By Amaani Lyle
DoD News, Defense Media Activity
WASHINGTON, Feb. 12, 2015 – When a 19-year-old high school
graduate and Army hopeful went to meet with a recruiter in New Jersey decades
ago, he weighed in at a mere 99 pounds and was nearly turned away by the
service. But the optimistic enlistee said he didn’t let that deter him.
“In 1977, they had a height and weight minimum scale,” Army
Chief Information Officer/G-6 Lt. Gen. Robert S. Ferrell recalled. “I stepped
on the scale, and I was 10 pounds underweight.” The recruiter told him to go
home, eat bananas, drink milk and come back in two weeks to see if he could
make the minimum weight for enlistment.
Ferrell - the Army’s first African American chief
information officer, strategic directive and policy advisor to the secretary of
the Army and overseer of some $10 billion in information technology and command
and control investment – said he simply heeded his mother’s advice: “Follow
your dreams, and don’t let anyone get in front of you and say you can’t do
that.”
Three weeks into basic training at Fort Jackson, South
Carolina, Ferrell said, his drill sergeant still had doubts about his ability
to succeed. But Ferrell did succeed, stayed in, and rose swiftly through the
ranks.
The Desire to Excel
“Coming into the Army as a private, … I couldn’t imagine
being a three-star [general] … as a senior signal leader,” Ferrell said. “It
started with having the desire to excel. It has to come from within.”
But the right tools also help, the general explained.
"The key to success in the military was higher
education, and so I took advantage of that,” he said. “I went to school at
night, [and] by the time I got to the end of my four-year commitment, I had two
years of college under my belt. I got out and went back to school with the goal
of getting my degree, getting a commission and also finding a life partner
there at Hampton University."
Those goals, he said, would drive his life decisions.
Though he had African-American role models, the general
said, his mentors far exceeded that realm. They included a variety of people,
he added, such as enlisted soldiers, officers, and civilians, all of various
nationalities.
Early in his career, Ferrell said, the 35th Signal Brigade
commander at Fort Bragg, North Carolina allowed him -- then a captain and a
signal leader with a background in Ranger School and Special Forces -- to
command a company in the brigade. That brigade commander, Robert E. Gray, eventually
led the Army Signal Corps as a lieutenant general.
That opportunity to command “was really the spark on
allowing me to succeed along the way in my career,” Ferrell said.
Strength Comes From Working Together
Ferrell also listed a number of other leaders who,
regardless of race, were “central players” in his career development.
“The strength of our Army occurs when all service members
are working together to accomplish a common goal,” Ferrell said. “It’s not
about race.

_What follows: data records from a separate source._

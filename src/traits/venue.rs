//! Protocol-family seam beneath [`Adapter`](super::Adapter).

use core::fmt;

use alloy_primitives::Address;

use crate::domain::{Amount, QuoteCorrection};
use crate::error::Result;
use crate::host::Chain;

/// Translation between the adapter surface and one destination ABI.
///
/// A venue knows how to turn a token pair into the protocol's own route
/// (pair address, `uint8`/`int128`/`uint256` indices, wrapped coins) and
/// how to price and settle along that route.  Validation, custody checks,
/// atomicity and slippage enforcement live in
/// [`PoolAdapter`](crate::adapters::PoolAdapter), not here.
pub trait Venue {
    /// Protocol-specific route for one `from → to` direction.
    type Route: Copy + fmt::Debug;

    /// Family name, used in logs.
    const PROTOCOL: &'static str;

    /// Downward correction applied to the destination's pricing view.
    const CORRECTION: QuoteCorrection;

    /// Destination contract.
    fn pool(&self) -> Address;

    /// Returns `true` if `token` is tradeable on the destination.
    fn is_pool_token(&self, chain: &Chain, token: Address) -> bool;

    /// Resolves `from → to`, or `None` if either side is unsupported.
    ///
    /// Callers have already excluded `from == to`.
    fn resolve(&self, chain: &Chain, from: Address, to: Address) -> Option<Self::Route>;

    /// Corrected output of `amount_in` along `route`.
    ///
    /// # Errors
    ///
    /// Propagates destination pricing failures.
    fn quote(&self, chain: &Chain, route: Self::Route, amount_in: Amount) -> Result<Amount>;

    /// Settles `amount_in` held by `custody` along `route`, leaving the
    /// output with `recipient` and nothing with `custody`.
    ///
    /// # Errors
    ///
    /// Propagates destination execution failures.
    fn execute(
        &self,
        chain: &mut Chain,
        custody: Address,
        route: Self::Route,
        amount_in: Amount,
        recipient: Address,
    ) -> Result<()>;
}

It’s not about gender. It’s not about nationality. It’s about
identifying those men and women who have the background, the ability, the
skills, the culture that bring those qualities to the table to accomplish those
common goals.”
The Ferrell family, the general noted, has a personal stake
in these tenets, having served the nation and the armed forces for seven
decades. His father served in the Signal Corps during the Korean and Vietnam
wars, and six of his seven siblings served in the Army and the Air Force, which
he said inspired him to follow a similar path.

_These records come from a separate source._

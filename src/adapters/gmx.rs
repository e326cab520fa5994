//! Vault venue: oracle-priced swaps between any two whitelisted tokens.

use alloy_primitives::Address;

use super::PoolAdapter;
use crate::domain::{Amount, QuoteCorrection};
use crate::error::{AdapterError, Result};
use crate::host::Chain;
use crate::protocols::vault::Vault;
use crate::traits::Venue;

/// Adapter over a GMX-style vault.
pub type GmxAdapter = PoolAdapter<GmxVenue>;

/// Routes directly through the vault.
///
/// Quotes collapse to zero when the vault could not settle the trade:
/// output pool short of liquidity, input debt cap reached, or swaps
/// disabled.  Settlement then reverts with the vault's own error.
#[derive(Debug, Clone, Copy, PartialEq, Eq)]
pub struct GmxVenue {
    vault: Address,
}

impl GmxVenue {
    /// Binds to `vault`.
    ///
    /// # Errors
    ///
    /// Lookup errors if `vault` is not a vault.
    pub fn new(chain: &Chain, vault: Address) -> Result<Self> {
        chain.contract::<Vault>(vault)?;
        Ok(Self { vault })
    }
}

impl Venue for GmxVenue {
    type Route = (Address, Address);

    const PROTOCOL: &'static str = "vault";
    const CORRECTION: QuoteCorrection = QuoteCorrection::None;

    fn pool(&self) -> Address {
        self.vault
    }

    fn is_pool_token(&self, chain: &Chain, token: Address) -> bool {
        chain
            .call::<Vault, _, _>(self.vault, |v, _| Ok(v.is_whitelisted(token)))
            .unwrap_or(false)
    }

    fn resolve(&self, chain: &Chain, from: Address, to: Address) -> Option<(Address, Address)> {
        let listed = chain
            .call::<Vault, _, _>(self.vault, |v, _| Ok(v.is_whitelisted(from) && v.is_whitelisted(to)))
            .ok()?;
        listed.then_some((from, to))
    }

    fn quote(&self, chain: &Chain, (from, to): (Address, Address), amount_in: Amount) -> Result<Amount> {
        match chain.call::<Vault, _, _>(self.vault, |v, ledger| v.get_amount_out(ledger, from, to, amount_in)) {
            Ok(out) => Self::CORRECTION.apply(out),
            Err(
                AdapterError::InsufficientLiquidity
                | AdapterError::MaxUsdgExceeded(_)
                | AdapterError::SwapsDisabled(_),
            ) => Ok(Amount::ZERO),
            Err(err) => Err(err),
        }
    }

    fn execute(
        &self,
        chain: &mut Chain,
        custody: Address,
        (from, to): (Address, Address),
        amount_in: Amount,
        recipient: Address,
    ) -> Result<()> {
        chain
            .ledger_mut()
            .transfer(from, custody, self.vault, amount_in)?;
        chain
            .call_mut::<Vault, _, _>(self.vault, |v, ledger| v.swap(ledger, from, to, recipient))
            .map(|_| ())
    }
}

‘Growing Up in the Military Family … Really Inspired Me’
“When you look at providing the best capable equipment in
the hands of our soldiers, the Signal Corps enables them to fight and win the
battle and preserve the peace for the United States,” Ferrell said. “Growing up
in the military family, seeing what they did, really inspired me.”
Ferrell has two sons. One is a graphic designer in college,
and the other serves as a Signal Corps sergeant at the Joint Communication Support
Element in Tampa, Florida.
Ferrell’s wife of 31 years, Monique, is a federal employee
with the Army Auditing Agency who has ascended to the senior executive service.
Being able to set goals, have a mentor, be a mentor to
others and focus on helping all individuals regardless of race, gender or
nationality constitute the pillars of success, Ferrell said.
“At the end of the day, it’s about having a better military
for this nation,” he said. “The strength of our Army is our soldiers, and the
strength of our soldiers is our family. … That makes us Army strong.”